Two Car Carriers Fined $2.3 Million
The Federal Maritime Commission announced compromise agreements reached with two common carriers operating pure car carriers (PCCs) and roll on/roll off (RO/RO) vessels in U.S. inbound and outbound trades. Under these separate agreements, Kawasaki Kisen Kaisha Ltd. (K Line), paid $1,100,000 in civil penalties and Nippon Yusen Kaisha (NYK Line), paid $1,225,000 in penalties. Both carriers are headquartered in Tokyo, Japan, and operate diverse fleets trading in the U.S.-foreign trades and globally.

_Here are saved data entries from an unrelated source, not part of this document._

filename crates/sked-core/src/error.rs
use thiserror::Error;

/// Core-level errors
#[derive(Error, Debug)]
pub enum CoreError {
    #[error("Invalid input: {0}")]
    InvalidInput(String),
}

pub type CoreResult<T> = std::result::Result<T, CoreError>;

The compromise agreements resolved allegations that K Line and NYK Line violated provisions of the Shipping Act, including section 10(a) of the Shipping Act, 46 U.S.C. § 41102(b), by acting in concert with other ocean common carriers with respect to the shipment of automobiles and other motorized vehicles by RO/RO or specialized car carrier vessels, where such agreement(s) had not been filed with the Commission or become effective under the Shipping Act. The compromise agreements also addressed related activities and violations. Commission staff alleged that these practices persisted over a period of several years and involved numerous U.S. trade lanes, including from and/or to the Far East, Europe, the Middle East and South America.

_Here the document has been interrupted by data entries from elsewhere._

//! Sked integration test support.
//!
//! In-memory stand-ins for the collaborators the series engine writes to,
//! plus a harness wiring them into an [`EventsService`].

use std::collections::BTreeMap;

use chrono::{DateTime, TimeDelta, Utc};
use sked_core::config::RecurrenceConfig;
use sked_core::types::{EventId, RecurrenceId};
use sked_service::error::{StoreError, StoreResult};
use sked_service::events::{Collaborators, EventsService};
use sked_service::model::{Event, EventDates, EventDraft, EventUpdate};
use sked_service::notify::{Notification, NotificationKind};
use sked_service::ports::{
    EventStore, HistoryRecorder, IdGenerator, Notifier, SeriesFilter, SpikeService,
};

pub use sked_core;
pub use sked_rrule;
pub use sked_service;

/// Event storage backed by a map keyed on `_id`.
#[derive(Debug, Default)]
pub struct MemoryStore {
    events: BTreeMap<EventId, Event>,
    /// Fail every write once this many have succeeded.
    fail_after_writes: Option<usize>,
    writes: usize,
}

impl MemoryStore {
    #[must_use]
    pub fn new() -> Self {
        Self::default()
    }

    /// Makes every write after the first `writes` fail with a backend error.
    #[must_use]
    pub const fn failing_after(mut self, writes: usize) -> Self {
        self.fail_after_writes = Some(writes);
        self
    }

    /// Stores or replaces a record as the CRUD layer would.
    pub fn put(&mut self, event: Event) {
        self.events.insert(event.id.clone(), event);
    }

    #[must_use]
    pub fn get(&self, id: &EventId) -> Option<&Event> {
        self.events.get(id)
    }

    #[must_use]
    pub fn len(&self) -> usize {
        self.events.len()
    }

    #[must_use]
    pub fn is_empty(&self) -> bool {
        self.events.is_empty()
    }

    /// All members of a series, ordered by start.
    #[must_use]
    pub fn series(&self, recurrence_id: &RecurrenceId) -> Vec<Event> {
        self.matching(recurrence_id, SeriesFilter::All)
    }

    fn matching(&self, recurrence_id: &RecurrenceId, filter: SeriesFilter) -> Vec<Event> {
        let mut members: Vec<Event> = self
            .events
            .values()
            .filter(|event| event.recurrence_id.as_ref() == Some(recurrence_id))
            .filter(|event| filter.matches(event))
            .cloned()
            .collect();
        members.sort_by_key(|event| event.dates.start);
        members
    }

    fn record_write(&mut self) -> StoreResult<()> {
        if self
            .fail_after_writes
            .is_some_and(|limit| self.writes >= limit)
        {
            return Err(anyhow::anyhow!("write limit of {} reached", self.writes).into());
        }
        self.writes += 1;
        Ok(())
    }
}

impl EventStore for MemoryStore {
    fn find_series(
        &self,
        recurrence_id: &RecurrenceId,
        filter: SeriesFilter,
    ) -> StoreResult<Vec<Event>> {
        Ok(self.matching(recurrence_id, filter))
    }

    fn create(&mut self, events: Vec<Event>) -> StoreResult<Vec<EventId>> {
        self.record_write()?;
        let ids = events.iter().map(|event| event.id.clone()).collect();
        for event in events {
            self.put(event);
        }
        Ok(ids)
    }

    fn update(&mut self, id: &EventId, update: &EventUpdate) -> StoreResult<()> {
        self.record_write()?;
        let event = self
            .events
            .get_mut(id)
            .ok_or_else(|| StoreError::NotFound(id.clone()))?;
        event.apply_update(update);
        Ok(())
    }

    fn delete(&mut self, id: &EventId) -> StoreResult<()> {
        self.record_write()?;
        self.events
            .remove(id)
            .ok_or_else(|| StoreError::NotFound(id.clone()))?;
        Ok(())
    }
}

/// Records spiked ids, once each.
#[derive(Debug, Default)]
pub struct RecordingSpikes {
    pub spiked: Vec<EventId>,
}

impl SpikeService for RecordingSpikes {
    fn spike(&mut self, id: &EventId) -> StoreResult<()> {
        if !self.spiked.contains(id) {
            self.spiked.push(id.clone());
        }
        Ok(())
    }
}

#[derive(Debug, Default)]
pub struct RecordingHistory {
    pub created: Vec<EventId>,
    pub deleted: Vec<EventId>,
}

impl HistoryRecorder for RecordingHistory {
    fn on_created(&mut self, events: &[Event]) {
        self.created.extend(events.iter().map(|event| event.id.clone()));
    }

    fn on_deleted(&mut self, event: &Event) {
        self.deleted.push(event.id.clone());
    }
}

#[derive(Debug, Default)]
pub struct RecordingNotifier {
    pub notifications: Vec<Notification>,
}

impl RecordingNotifier {
    #[must_use]
    pub fn of_kind(&self, kind: NotificationKind) -> Vec<&Notification> {
        self.notifications
            .iter()
            .filter(|notification| notification.kind == kind)
            .collect()
    }
}

impl Notifier for RecordingNotifier {
    fn emit(&mut self, notification: Notification) {
        tracing::trace!(kind = %notification.kind, item = %notification.item, "Notification");
        self.notifications.push(notification);
    }
}

/// Predictable ids: `id-1`, `id-2`, ...
#[derive(Debug, Default)]
pub struct SequentialIds {
    next: usize,
}

impl IdGenerator for SequentialIds {
    fn new_id(&mut self) -> String {
        self.next += 1;
        format!("id-{}", self.next)
    }
}

/// One set of collaborators shared by the operations of a test.
#[derive(Debug, Default)]
pub struct Harness {
    pub store: MemoryStore,
    pub spikes: RecordingSpikes,
    pub history: RecordingHistory,
    pub notifier: RecordingNotifier,
    pub ids: SequentialIds,
    pub config: RecurrenceConfig,
}

impl Harness {
    #[must_use]
    pub fn new() -> Self {
        Self::default()
    }

    #[must_use]
    pub fn with_store(mut self, store: MemoryStore) -> Self {
        self.store = store;
        self
    }

    #[must_use]
    pub const fn with_max_occurrences(mut self, max_occurrences: usize) -> Self {
        self.config.max_occurrences = max_occurrences;
        self
    }

    #[must_use]
    pub fn service(&mut self) -> EventsService<'_> {
        EventsService::new(
            Collaborators {
                store: &mut self.store,
                spikes: &mut self.spikes,
                history: &mut self.history,
                notifier: &mut self.notifier,
                ids: &mut self.ids,
            },
            self.config.clone(),
        )
    }
}

/// A one-hour draft starting at `start`.
#[must_use]
pub fn draft_at(start: DateTime<Utc>) -> EventDraft {
    EventDraft::new(EventDates::new(start, start + TimeDelta::hours(1)))
        .with_field("name", "Editorial meeting")
        .with_field("calendars", serde_json::json!([{"qcode": "sport"}]))
}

Chairman Mario Cordero stated: "These penalties underscore the seriousness with which the Commission views the carriers’ obligation to file with the Commission any agreement with other carriers affecting working relationships in the U.S. trades, both for import and export traffic. The shipping public has a right to know the subject matter and scope of any such agreement, and the Commission is charged by Congress to oversee the parties’ operations and conduct under such agreements. Investigations by our Bureau of Enforcement as to additional carriers implicated in similar agreement activities are continuing at this time."

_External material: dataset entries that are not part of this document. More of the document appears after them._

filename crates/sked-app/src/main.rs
//! `sked` expands one event into the series that would be stored for it.
//!
//! Usage: `sked [FILE|-] [ACTOR]`. Reads an event (JSON) from `FILE`, or from
//! stdin when it is absent or `-`, credits new records to `ACTOR` and writes
//! them to stdout as a JSON array. Logs go to stderr.

use std::io::Read;

use anyhow::Context;
use sked_core::config::load_config;
use sked_core::types::UserId;
use sked_rrule::expand::TimeZoneResolver;
use sked_service::events::SeriesExpander;
use sked_service::identity::NewsmlGuidGenerator;
use sked_service::model::EventDraft;
use tracing_subscriber::{EnvFilter, fmt, layer::SubscriberExt, reload, util::SubscriberInitExt};

fn main() -> anyhow::Result<()> {
    let (filter_layer, filter_handle) = reload::Layer::new(EnvFilter::new("debug"));

    tracing_subscriber::registry()
        .with(filter_layer)
        .with(
            fmt::layer()
                .with_writer(std::io::stderr)
                .with_target(true)
                .with_thread_ids(true)
                .with_file(true)
                .with_line_number(true),
        )
        .init();

    let config = load_config()?;

    tracing::info!(config = ?config, "Configuration loaded");

    if let Ok(filter) = EnvFilter::try_new(config.logging.level.as_str()) {
        if let Err(e) = filter_handle.modify(|current| *current = filter) {
            tracing::warn!(error = %e, "Failed to update log filter from config");
        }
    } else {
        tracing::warn!(level = %config.logging.level, "Invalid log level in config, keeping debug");
    }

    let mut args = std::env::args().skip(1);
    let path = args.next().filter(|path| path != "-");
    let actor = args.next().map(UserId::from);

    let input = read_input(path.as_deref())?;
    let draft: EventDraft = serde_json::from_str(&input).context("Failed to parse event")?;

    let mut ids = NewsmlGuidGenerator::from_config(&config.identity);
    let mut resolver = TimeZoneResolver::new();
    let limit = config.recurrence.occurrence_limit();

    let prepared =
        SeriesExpander::new(&mut ids, &mut resolver, limit).prepare(&draft, actor.as_ref())?;
    if prepared.truncated {
        tracing::warn!(limit, "Series truncated");
    }
    let events = prepared.events;

    tracing::info!(occurrences = events.len(), "Expanded event");

    let stdout = std::io::stdout();
    serde_json::to_writer_pretty(stdout.lock(), &events)?;
    println!();

    Ok(())
}

fn read_input(path: Option<&str>) -> anyhow::Result<String> {
    match path {
        Some(path) => {
            std::fs::read_to_string(path).with_context(|| format!("Failed to read {path}"))
        }
        None => {
            let mut input = String::new();
            std::io::stdin()
                .read_to_string(&mut input)
                .context("Failed to read stdin")?;
            Ok(input)
        }
    }
}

In concluding the compromise agreements, K Line and NYK Line agreed to provide ongoing cooperation with other Commission investigations or enforcement actions with respect to these types of activities. The carriers did not admit to violations of the Act or the Commission’s regulations. Staff attorneys with the Commission’s Bureau of Enforcement negotiated the compromise agreements.
The Federal Maritime Commission (FMC) is the independent federal agency responsible for regulating the nation’s international ocean transportation for the benefit of exporters, importers, and the American consumer. The FMC’s mission is to foster a fair, efficient, and reliable international ocean transportation system while protecting the public from unfair and deceptive practices.